### Work required
In the records below, find each line with the word "used" and copy it.

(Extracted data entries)
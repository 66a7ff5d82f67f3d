//! Clock abstractions used by buckets, windows, cooldowns, and queue expiry.
//!
//! Every time-based decision in the crate reads time through [`Clock`] so tests can drive it
//! with [`ManualClock`]. Values are wall-clock milliseconds since the Unix epoch: queue expiry and
//! business-hours adjustments must survive restarts and agree across processes.

use std::sync::atomic::{AtomicU64, Ordering};
use std::sync::Arc;
use std::time::{SystemTime, UNIX_EPOCH};

use chrono::{DateTime, Datelike, Timelike, Utc};

/// Clock abstraction so timing can be faked in tests.
pub trait Clock: Send + Sync + std::fmt::Debug {
    /// Milliseconds since the Unix epoch.
    fn now_millis(&self) -> u64;

    /// Whole seconds since the Unix epoch.
    fn now_secs(&self) -> u64 {
        self.now_millis() / 1000
    }
}

/// Wall clock backed by `SystemTime::now()`.
#[derive(Debug, Clone, Copy, Default)]
pub struct SystemClock;

impl Clock for SystemClock {
    fn now_millis(&self) -> u64 {
        let elapsed = SystemTime::now().duration_since(UNIX_EPOCH).unwrap_or_default();
        u64::try_from(elapsed.as_millis()).unwrap_or(u64::MAX)
    }
}

/// Manually advanced clock; clones share the same instant.
#[derive(Debug, Clone, Default)]
pub struct ManualClock {
    now: Arc<AtomicU64>,
}

impl ManualClock {
    /// Start the clock at `millis` since the epoch.
    pub fn new(millis: u64) -> Self {
        Self { now: Arc::new(AtomicU64::new(millis)) }
    }

    /// Move time forward.
    pub fn advance(&self, millis: u64) {
        self.now.fetch_add(millis, Ordering::SeqCst);
    }

    /// Jump to an absolute instant.
    pub fn set(&self, millis: u64) {
        self.now.store(millis, Ordering::SeqCst);
    }
}

impl Clock for ManualClock {
    fn now_millis(&self) -> u64 {
        self.now.load(Ordering::SeqCst)
    }
}

/// UTC calendar view of an epoch timestamp, used by time-of-day policies and anomaly features.
#[derive(Debug, Clone, Copy, PartialEq, Eq)]
pub struct CalendarTime {
    /// Hour of day, 0..=23.
    pub hour: u32,
    /// Day of week, Monday = 0 .. Sunday = 6.
    pub weekday: u32,
}

impl CalendarTime {
    /// Convert epoch milliseconds into hour/weekday (UTC).
    pub fn from_millis(millis: u64) -> Self {
        let ts = i64::try_from(millis).unwrap_or(i64::MAX);
        match DateTime::<Utc>::from_timestamp_millis(ts) {
            Some(dt) => Self { hour: dt.hour(), weekday: dt.weekday().num_days_from_monday() },
            None => Self { hour: 0, weekday: 0 },
        }
    }

    /// Monday through Friday.
    pub fn is_weekday(&self) -> bool {
        self.weekday < 5
    }
}

#[cfg(test)]
mod tests {
    use super::*;

    #[test]
    fn manual_clock_advances_and_shares_state() {
        let clock = ManualClock::new(1_000);
        let other = clock.clone();
        clock.advance(500);
        assert_eq!(other.now_millis(), 1_500);
        other.set(42_000);
        assert_eq!(clock.now_secs(), 42);
    }

    #[test]
    fn calendar_time_for_known_instant() {
        // 2024-01-01T10:30:00Z was a Monday.
        let cal = CalendarTime::from_millis(1_704_105_000_000);
        assert_eq!(cal.hour, 10);
        assert_eq!(cal.weekday, 0);
        assert!(cal.is_weekday());

        // 2024-01-06T23:00:00Z was a Saturday.
        let cal = CalendarTime::from_millis(1_704_582_000_000);
        assert_eq!(cal.hour, 23);
        assert_eq!(cal.weekday, 5);
        assert!(!cal.is_weekday());
    }

    #[test]
    fn system_clock_is_after_2020() {
        assert!(SystemClock.now_millis() > 1_577_836_800_000);
    }
}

### Completed exercise
//! Clock abstractions used by buckets, windows, cooldowns, and queue expiry.
/// UTC calendar view of an epoch timestamp, used by time-of-day policies and anomaly features.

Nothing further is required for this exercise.